Una bandera para el general


Sobre el autor (Bayamo, Cuba. 1982). Poeta y narrador cubano. Una de las más auténticas voces de la llamada “generación cero” de la isla. Agudo cronista de la realidad de la Cuba “profunda”. Especializado en la literatura para niños y jóvenes.
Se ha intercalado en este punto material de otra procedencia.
use std::sync::Arc;

use tracing::debug;

use super::grouping::{ViewCollector, Views};
use super::{AttributeGroups, AttributeMap, GroupingMethod, NestedMap};
use crate::attribute::{AttributeDescriptor, BindableMetadata};
use crate::base::Slot;

/// Full description of a configurable component and everything nested in it.
///
/// A descriptor wraps two internal maps, the attributes declared directly on
/// the component and the nested component descriptors keyed by slot, and
/// derives two public views from them:
///
/// - [`attribute_descriptors`](Self::attribute_descriptors): attributes that
///   fall into no group under the active [`GroupingMethod`]
/// - [`attribute_groups`](Self::attribute_groups): grouped attributes, groups
///   sorted by the method's key order
///
/// Descriptors are immutable. [`group`](Self::group), [`flatten`](Self::flatten)
/// and [`only`](Self::only) return new descriptors; the internal maps are
/// shared with the receiver where possible, so these are cheap.
#[derive(Debug, Clone)]
pub struct BindableDescriptor {
    metadata: Arc<BindableMetadata>,
    /// Attributes declared directly on this component.
    attributes: Arc<AttributeMap>,
    /// Nested components, keyed by the slot that holds them.
    nested: Arc<NestedMap>,
    grouping: GroupingMethod,
    views: Arc<Views>,
}

impl BindableDescriptor {
    /// Create a descriptor grouped by [`GroupingMethod::Structure`].
    ///
    /// Attributes sharing a key are merged last-writer-wins.
    pub fn new(
        metadata: BindableMetadata,
        nested: impl IntoIterator<Item = (Slot, BindableDescriptor)>,
        attributes: impl IntoIterator<Item = AttributeDescriptor>,
    ) -> Self {
        Self::with_grouping(metadata, nested, attributes, GroupingMethod::Structure)
    }

    /// Create a descriptor with an explicit grouping method.
    pub fn with_grouping(
        metadata: BindableMetadata,
        nested: impl IntoIterator<Item = (Slot, BindableDescriptor)>,
        attributes: impl IntoIterator<Item = AttributeDescriptor>,
        grouping: GroupingMethod,
    ) -> Self {
        let attributes: AttributeMap = attributes
            .into_iter()
            .map(|a| (a.key().clone(), a))
            .collect();
        let nested: NestedMap = nested.into_iter().collect();

        Self::from_parts(
            Arc::new(metadata),
            Arc::new(attributes),
            Arc::new(nested),
            grouping,
        )
    }

    /// A component with attributes and no nested components.
    pub fn leaf(
        metadata: BindableMetadata,
        attributes: impl IntoIterator<Item = AttributeDescriptor>,
    ) -> Self {
        Self::new(metadata, std::iter::empty(), attributes)
    }

    pub(crate) fn from_parts(
        metadata: Arc<BindableMetadata>,
        attributes: Arc<AttributeMap>,
        nested: Arc<NestedMap>,
        grouping: GroupingMethod,
    ) -> Self {
        let mut descriptor = Self {
            metadata,
            attributes,
            nested,
            grouping,
            views: Arc::default(),
        };

        let mut collector = ViewCollector::new(grouping);
        collector.visit(&descriptor, None);
        let views = collector.finish();

        debug!(
            "[GROUPING] {} by {}: {} ungrouped, {} group(s)",
            descriptor.metadata.name,
            grouping,
            views.ungrouped.len(),
            views.groups.len()
        );

        descriptor.views = Arc::new(views);
        descriptor
    }

    // ============================================================
    // Views
    // ============================================================

    /// Attributes that did not resolve to a group, in visitation order.
    pub fn attribute_descriptors(&self) -> &AttributeMap {
        &self.views.ungrouped
    }

    /// Grouped attributes, groups ordered by the grouping method.
    pub fn attribute_groups(&self) -> &AttributeGroups {
        &self.views.groups
    }

    /// Look up an attribute in either view.
    pub fn get(&self, key: &str) -> Option<&AttributeDescriptor> {
        self.views
            .ungrouped
            .get(key)
            .or_else(|| self.views.groups.values().find_map(|g| g.get(key)))
    }

    /// Every attribute in the views: ungrouped first, then group by group.
    pub fn iter(&self) -> impl Iterator<Item = &AttributeDescriptor> + '_ {
        self.views
            .ungrouped
            .values()
            .chain(self.views.groups.values().flat_map(|g| g.values()))
    }

    /// Number of attributes across both views.
    pub fn len(&self) -> usize {
        self.views.ungrouped.len() + self.views.groups.values().map(|g| g.len()).sum::<usize>()
    }

    pub fn is_empty(&self) -> bool {
        self.len() == 0
    }

    // ============================================================
    // Structure
    // ============================================================

    pub fn metadata(&self) -> &BindableMetadata {
        &self.metadata
    }

    pub fn grouping(&self) -> GroupingMethod {
        self.grouping
    }

    /// Attributes declared directly on this component.
    pub fn direct_attributes(&self) -> &AttributeMap {
        &self.attributes
    }

    /// Nested component descriptors keyed by slot.
    pub fn nested(&self) -> &NestedMap {
        &self.nested
    }

    /// Find a nested descriptor by following slot field names.
    pub fn descendant<'a>(&self, fields: impl IntoIterator<Item = &'a str>) -> Option<&BindableDescriptor> {
        let mut current = self;
        for field in fields {
            current = current
                .nested
                .iter()
                .find(|(slot, _)| slot.field() == field)
                .map(|(_, child)| child)?;
        }
        Some(current)
    }

    // ============================================================
    // Transformations
    // ============================================================

    /// Regroup the same attributes with another method.
    pub fn group(&self, grouping: GroupingMethod) -> Self {
        Self::from_parts(
            Arc::clone(&self.metadata),
            Arc::clone(&self.attributes),
            Arc::clone(&self.nested),
            grouping,
        )
    }

    /// All attributes in [`attribute_descriptors`](Self::attribute_descriptors),
    /// no groups. Same as `group(GroupingMethod::None)`.
    pub fn flatten(&self) -> Self {
        self.group(GroupingMethod::None)
    }

    pub(crate) fn shared_metadata(&self) -> &Arc<BindableMetadata> {
        &self.metadata
    }
}

/// Value equality over metadata, grouping and the internal maps.
///
/// The views are derived from those, so they need no separate comparison.
impl PartialEq for BindableDescriptor {
    fn eq(&self, other: &Self) -> bool {
        self.grouping == other.grouping
            && self.metadata == other.metadata
            && *self.attributes == *other.attributes
            && self.attributes.keys().eq(other.attributes.keys())
            && *self.nested == *other.nested
            && self.nested.keys().eq(other.nested.keys())
    }
}

impl Eq for BindableDescriptor {}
Ganador de diversos premios nacionales e internacionales, entre los que sobresalen la Primera Mención Honrosa en el XIII Concurso Literario “Gonzalo Rojas Pizarro” de cuento, Chile, Febrero, 2016; Finalista del Premio Internacional de Poesía “Hispaletras 2016”, Panamá, 2016; Finalista en el Premio Internacional de Cuentos “Gabriel Miró”, España, 2016; Primer Premio VIII Concurso Literario “Relatos Asombrosos”, Argentina, 2016; Mención Especial del Premio Nacional “Emilio Ballagas” 2016 de Cuento, Cuba, 2016; Primer Premio en el Concurso de Cuentos “Carmen Rubio”, Cuba, 2016. Premio Nacional de Literatura Infantil “Félix Pita Rodríguez” 2017, Cuba, 2017. Sus relatos y poesías han sido publicados en antologías en países como España, Argentina, EEUU, Chile, Venezuela y Cuba.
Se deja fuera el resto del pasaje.